Les parties ont été régulièrement averties du jour de l'audience.

Ont été entendus au cours de l'audience publique :

- le rapport de M. Denis Perrin, premier conseiller,

- les conclusions de M. Hervé Cassara, rapporteur public,

- et les observations de Me C... D... pour la société Axiom International.

Considérant ce qui suit :

1. La société Multigène, dont le siège social se trouve à Erin dans le Pas-de-Calais, aux droits de laquelle s'est substituée la société Axiom International, a proposé par courrier du 12 février 2015, à Mme B..., secrétaire commerciale du site de Dijon, une modification de son contrat de travail pour transférer son poste sur le site d'Azay-sur-Indre en Indre-et-Loire. Mme B... a refusé cette modification. La société a alors demandé à l'inspecteur du travail territorialement compétent l'autorisation de licencier Mme B..., titulaire du mandat de déléguée du personnel. Par décision du 21 octobre 2015, l'inspecteur du travail a autorisé ce licenciement. Saisi par Mme B..., sur recours hiérarchique, le ministre du travail, de l'emploi, de la formation professionnelle et du dialogue social a annulé cette autorisation. La société Axiom relève appel du jugement du 16 juillet 2018 par lequel le tribunal administratif de Lille a rejeté sa demande d'annulation pour excès de pouvoir de cette décision ministérielle en tant qu'elle annule la décision de l'inspecteur du travail.

Sur le bien-fondé du jugement :

2. D'une part, aux termes de l'article L. 1233-3 du code du travail dans sa version applicable : " Constitue un licenciement pour motif économique le licenciement effectué par un employeur pour un ou plusieurs motifs non inhérents à la personne du salarié résultant d'une suppression ou transformation d'emploi ou d'une modification, refusée par le salarié, d'un élément essentiel du contrat de travail, consécutives notamment à des difficultés économiques ou à des mutations technologiques. " La sauvegarde de la compétitivité et la cessation de l'activité, comme les difficultés économiques ou les mutations technologiques, citées par les dispositions précitées, constituent également des causes de licenciement pour motif économique.

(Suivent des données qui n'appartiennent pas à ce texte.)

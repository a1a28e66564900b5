//! # ドメイン層エラー定義
//!
//! 入力がモデルの契約を満たさない場合のエラー型。
//!
//! 「レコードが存在しない」はエラーではなく `Option::None` で表現する。
//! 呼び出し側は不在を明示的に分岐させる必要がある。
//!
//! ## 使用例
//!
//! ```rust
//! use atm_locator_domain::DomainError;
//!
//! fn require(name: &str, value: Option<&str>) -> Result<(), DomainError> {
//!     match value {
//!         Some(_) => Ok(()),
//!         None => Err(DomainError::Validation(format!("{name} is required"))),
//!     }
//! }
//! ```

use thiserror::Error;

/// ドメイン層で発生するエラー
#[derive(Debug, Clone, PartialEq, Eq, Error)]
pub enum DomainError {
    /// バリデーションエラー
    ///
    /// メッセージはそのままクライアントに返される（400 Bad Request）。
    #[error("{0}")]
    Validation(String),
}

3. D'autre part, aux termes de l'article R. 2421-10 du même code: " La demande d'autorisation de licenciement d'un délégué du personnel, d'un membre du comité d'entreprise ou d'un membre du comité d'hygiène, de sécurité et des conditions de travail est adressée à l'inspecteur du travail dont dépend l'établissement qui l'emploie. / Elle est accompagnée du procès-verbal de la réunion du comité d'entreprise. / Excepté dans le cas de mise à pied, la demande est transmise dans les quinze jours suivant la date à laquelle a été émis l'avis du comité d'entreprise. / La demande énonce les motifs du licenciement envisagé. Elle est transmise par lettre recommandée avec avis de réception. ". Il résulte de ces dispositions que, lorsque l'employeur sollicite de l'inspecteur du travail, l'autorisation de licencier un salarié protégé, il lui appartient de faire état avec précision, dans sa demande, ou le cas échéant dans un document joint à cet effet auquel renvoie sa demande, de la cause justifiant, selon lui, ce licenciement. Si le licenciement a pour cause la réorganisation de l'entreprise, il appartient à l'employeur de préciser si cette réorganisation est justifiée par des difficultés économiques, par la nécessité de sauvegarder la compétitivité de l'entreprise ou encore par des mutations technologiques. Lorsque l'autorité administrative estime que le motif pour lequel un employeur lui demande l'autorisation de rompre le contrat de travail d'un salarié protégé n'est pas fondé, elle ne peut légalement accorder l'autorisation demandée en lui substituant un autre motif de rupture de ce contrat de travail, alors même que cet autre motif aurait été de nature, s'il avait été présenté par l'employeur, à justifier une telle rupture.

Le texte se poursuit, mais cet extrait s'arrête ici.